Before arriving at Southwestern for the fall semester of my first year, I dealt with massive anxiety about what awaited me in college. Would I be able to succeed in classes? Would I make friends with ease, or would I just set a precedent for four years of being on my own? I harbored a whole lot of preconceptions, fears, and hopes about the nature of being in college and, I’m happy to tell you, I was almost completely wrong. About almost everything.

I have a long way to go before I can call myself a functional adult, but I’m proud to say I’m on the road to at least being a functional college student, and that’s a start. So here are a few lessons I learned over the course of the last semester.

  1. Don’t believe everything you hear. Our school is often called “Mouthwestern” for a reason and, admittedly, some of the rumors circulating around campus are true, but many are totally warped or downright fictitious.
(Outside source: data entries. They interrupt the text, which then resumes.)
//! Settings Storage using SQLite

use async_trait::async_trait;
use bridge_traits::{
    error::{BridgeError, Result},
    storage::SettingsStore,
};
use sqlx::{
    sqlite::{SqliteConnectOptions, SqlitePool, SqlitePoolOptions},
    Row,
};
use std::path::PathBuf;
use std::str::FromStr;
use tracing::{debug, error};

const SETTINGS_FILE: &str = "settings.db";

/// SQLite-backed settings store implementation
///
/// Values are stored as text together with their type tag, so a key written
/// as a boolean cannot be read back as an integer by mistake.
pub struct SqliteSettingsStore {
    pool: SqlitePool,
}

impl SqliteSettingsStore {
    /// Create a new settings store with the given database path
    pub async fn new(db_path: PathBuf) -> Result<Self> {
        if let Some(parent) = db_path.parent() {
            tokio::fs::create_dir_all(parent)
                .await
                .map_err(BridgeError::Io)?;
        }

        let options = SqliteConnectOptions::new()
            .filename(&db_path)
            .create_if_missing(true);

        let pool = SqlitePoolOptions::new()
            .connect_with(options)
            .await
            .map_err(|e| BridgeError::DatabaseError(format!("Failed to connect to DB: {}", e)))?;

        Self::create_schema(&pool).await?;
        debug!(path = ?db_path, "Initialized settings store");

        Ok(Self { pool })
    }

    /// Open the store in the platform data directory
    /// (e.g. `~/.local/share/<app_name>/settings.db`).
    pub async fn open_default(app_name: &str) -> Result<Self> {
        let data_dir = dirs::data_dir().ok_or_else(|| {
            BridgeError::NotAvailable("No data directory on this platform".to_string())
        })?;

        Self::new(data_dir.join(app_name).join(SETTINGS_FILE)).await
    }

    /// Create an in-memory settings store (for testing)
    pub async fn in_memory() -> Result<Self> {
        let options = SqliteConnectOptions::from_str("sqlite::memory:")
            .map_err(|e| BridgeError::DatabaseError(e.to_string()))?;

        // Every connection to `:memory:` is its own database.
        let pool = SqlitePoolOptions::new()
            .max_connections(1)
            .connect_with(options)
            .await
            .map_err(|e| BridgeError::DatabaseError(format!("Failed to connect to DB: {}", e)))?;

        Self::create_schema(&pool).await?;
        Ok(Self { pool })
    }

    async fn create_schema(pool: &SqlitePool) -> Result<()> {
        sqlx::query(
            r#"
            CREATE TABLE IF NOT EXISTS settings (
                key TEXT PRIMARY KEY,
                value TEXT NOT NULL,
                value_type TEXT NOT NULL,
                updated_at INTEGER NOT NULL
            )
            "#,
        )
        .execute(pool)
        .await
        .map_err(|e| BridgeError::DatabaseError(format!("Failed to create table: {}", e)))?;

        Ok(())
    }

    fn now() -> i64 {
        chrono::Utc::now().timestamp()
    }

    /// Set a value with type information
    async fn set_value(&self, key: &str, value: &str, value_type: &str) -> Result<()> {
        sqlx::query(
            r#"
            INSERT INTO settings (key, value, value_type, updated_at)
            VALUES (?, ?, ?, ?)
            ON CONFLICT(key) DO UPDATE SET
                value = excluded.value,
                value_type = excluded.value_type,
                updated_at = excluded.updated_at
            "#,
        )
        .bind(key)
        .bind(value)
        .bind(value_type)
        .bind(Self::now())
        .execute(&self.pool)
        .await
        .map_err(|e| BridgeError::DatabaseError(format!("Failed to set setting: {}", e)))?;

        debug!(key = key, value_type = value_type, "Stored setting");
        Ok(())
    }

    /// Get a value and verify its type
    async fn get_value(&self, key: &str, expected_type: &str) -> Result<Option<String>> {
        let row = sqlx::query("SELECT value, value_type FROM settings WHERE key = ?")
            .bind(key)
            .fetch_optional(&self.pool)
            .await
            .map_err(|e| BridgeError::DatabaseError(format!("Failed to get setting: {}", e)))?;

        let Some(row) = row else {
            return Ok(None);
        };

        let value: String = row.get(0);
        let value_type: String = row.get(1);

        if value_type != expected_type {
            error!(
                key = key,
                expected = expected_type,
                actual = %value_type,
                "Type mismatch"
            );
            return Err(BridgeError::TypeMismatch {
                key: key.to_string(),
                expected: expected_type.to_string(),
                found: value_type,
            });
        }

        Ok(Some(value))
    }

    async fn get_parsed<T>(&self, key: &str, expected_type: &str) -> Result<Option<T>>
    where
        T: FromStr,
        T::Err: std::fmt::Display,
    {
        match self.get_value(key, expected_type).await? {
            Some(raw) => raw
                .parse()
                .map(Some)
                .map_err(|e| BridgeError::OperationFailed(format!("Parse error for '{}': {}", key, e))),
            None => Ok(None),
        }
    }
}

#[async_trait]
impl SettingsStore for SqliteSettingsStore {
    async fn set_string(&self, key: &str, value: &str) -> Result<()> {
        self.set_value(key, value, "string").await
    }

    async fn get_string(&self, key: &str) -> Result<Option<String>> {
        self.get_value(key, "string").await
    }

    async fn set_bool(&self, key: &str, value: bool) -> Result<()> {
        self.set_value(key, &value.to_string(), "bool").await
    }

    async fn get_bool(&self, key: &str) -> Result<Option<bool>> {
        self.get_parsed(key, "bool").await
    }

    async fn set_i64(&self, key: &str, value: i64) -> Result<()> {
        self.set_value(key, &value.to_string(), "i64").await
    }

    async fn get_i64(&self, key: &str) -> Result<Option<i64>> {
        self.get_parsed(key, "i64").await
    }

    async fn delete(&self, key: &str) -> Result<()> {
        sqlx::query("DELETE FROM settings WHERE key = ?")
            .bind(key)
            .execute(&self.pool)
            .await
            .map_err(|e| BridgeError::DatabaseError(format!("Failed to delete setting: {}", e)))?;

        debug!(key = key, "Deleted setting");
        Ok(())
    }

    async fn has_key(&self, key: &str) -> Result<bool> {
        let row = sqlx::query("SELECT 1 FROM settings WHERE key = ?")
            .bind(key)
            .fetch_optional(&self.pool)
            .await
            .map_err(|e| BridgeError::DatabaseError(format!("Failed to check key: {}", e)))?;

        Ok(row.is_some())
    }

    async fn list_keys(&self) -> Result<Vec<String>> {
        let rows = sqlx::query("SELECT key FROM settings ORDER BY key")
            .fetch_all(&self.pool)
            .await
            .map_err(|e| BridgeError::DatabaseError(format!("Failed to list keys: {}", e)))?;

        Ok(rows.into_iter().map(|row| row.get(0)).collect())
    }

    async fn clear_all(&self) -> Result<()> {
        sqlx::query("DELETE FROM settings")
            .execute(&self.pool)
            .await
            .map_err(|e| BridgeError::DatabaseError(format!("Failed to clear settings: {}", e)))?;

        debug!("Cleared all settings");
        Ok(())
    }
}

#[cfg(test)]
mod tests {
    use super::*;

    #[tokio::test]
    async fn test_player_preferences_roundtrip() {
        let store = SqliteSettingsStore::in_memory().await.unwrap();

        store.set_i64("volume", 65).await.unwrap();
        store.set_bool("mute", true).await.unwrap();

        assert_eq!(store.get_i64("volume").await.unwrap(), Some(65));
        assert_eq!(store.get_bool("mute").await.unwrap(), Some(true));
        assert_eq!(store.get_i64("missing").await.unwrap(), None);
    }

    #[tokio::test]
    async fn test_overwrite_keeps_latest_value() {
        let store = SqliteSettingsStore::in_memory().await.unwrap();

        store.set_i64("volume", 40).await.unwrap();
        store.set_i64("volume", 80).await.unwrap();

        assert_eq!(store.get_i64("volume").await.unwrap(), Some(80));
        assert_eq!(store.list_keys().await.unwrap(), vec!["volume"]);
    }

    #[tokio::test]
    async fn test_type_mismatch_is_reported() {
        let store = SqliteSettingsStore::in_memory().await.unwrap();

        store.set_bool("mute", false).await.unwrap();
        let err = store.get_i64("mute").await.unwrap_err();

        assert!(matches!(err, BridgeError::TypeMismatch { .. }));
    }

    #[tokio::test]
    async fn test_delete_and_clear() {
        let store = SqliteSettingsStore::in_memory().await.unwrap();

        store.set_string("skin", "seven").await.unwrap();
        store.set_i64("volume", 10).await.unwrap();
        assert!(store.has_key("skin").await.unwrap());

        store.delete("skin").await.unwrap();
        assert!(!store.has_key("skin").await.unwrap());

        store.clear_all().await.unwrap();
        assert!(store.list_keys().await.unwrap().is_empty());
    }

    #[tokio::test]
    async fn test_file_store_survives_reopen() {
        let dir = std::env::temp_dir().join(format!("player-settings-{}", uuid::Uuid::new_v4()));
        let path = dir.join(SETTINGS_FILE);

        {
            let store = SqliteSettingsStore::new(path.clone()).await.unwrap();
            store.set_i64("volume", 33).await.unwrap();
            store.pool.close().await;
        }

        let reopened = SqliteSettingsStore::new(path).await.unwrap();
        assert_eq!(reopened.get_i64("volume").await.unwrap(), Some(33));

        reopened.pool.close().await;
        tokio::fs::remove_dir_all(dir).await.ok();
    }
}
Obviously, it’s a good idea to be somewhat cautious when dealing with people you don’t know, but if I had believe every piece of gossip I heard over the course of my first semester, I would never have given a chance to some people I am very glad to have met.
  2. Take more notes than you think you need. Even if it’s boring, or the professor has covered it before. You won’t remember it on your own, so don’t lie to yourself, and write it down.
  3. Always remember it’s not high school. In my experience, the high school social structure pressures individuals to blend into groups with concrete identities. These categorizations kept us from realizing the value of our own singularity. One of the things that originally attracted me to Southwestern was its encouragement of individuality, and the resulting rich texture of personalities and viewpoints.
  4. Don’t underestimate doing laundry. It doesn’t have to be doing laundry, it could be making your bed or cleaning out your desk. Sometimes just introducing order to small aspects of your life can make you feel more in control of your life as a whole.
  5. You don’t have to date. Let me repeat that, you don’t have to date. It somewhat surprised me that I didn’t need to date to maintain my social standing. Over the first few weeks of the semester, it seemed–  at least to me—that many of my fellow students were pairing off, making the SU campus resemble some kind of young adult Noah’s Arc. I remember walking to the library and feeling self-conscious about the fact that I was walking with friends, rather than with someone whose hand I could hold. Thankfully, it didn’t take me long to realize a very freeing fact: nobody will think less of you if you’re single.
  6. Professors are people. Your professor-student relationships don’t have to be the hostile, prisoner-jailer dynamic which is too common in public school. They’re on our side, not out to get us. I started out this semester tip-toeing around my professors, praying to the homework-gods, and by Winter Break I was regularly sending my Anthropology professor memes about Karl Marx.
  7. Sleep is your most valuable resource. Don’t get me wrong, the library and the Debbie Ellis Writing Center are extremely helpful when you’re desperate or drowning in research paper citations. If you don’t ever get sleep, you won’t get the grade you pulled those all-nighters for.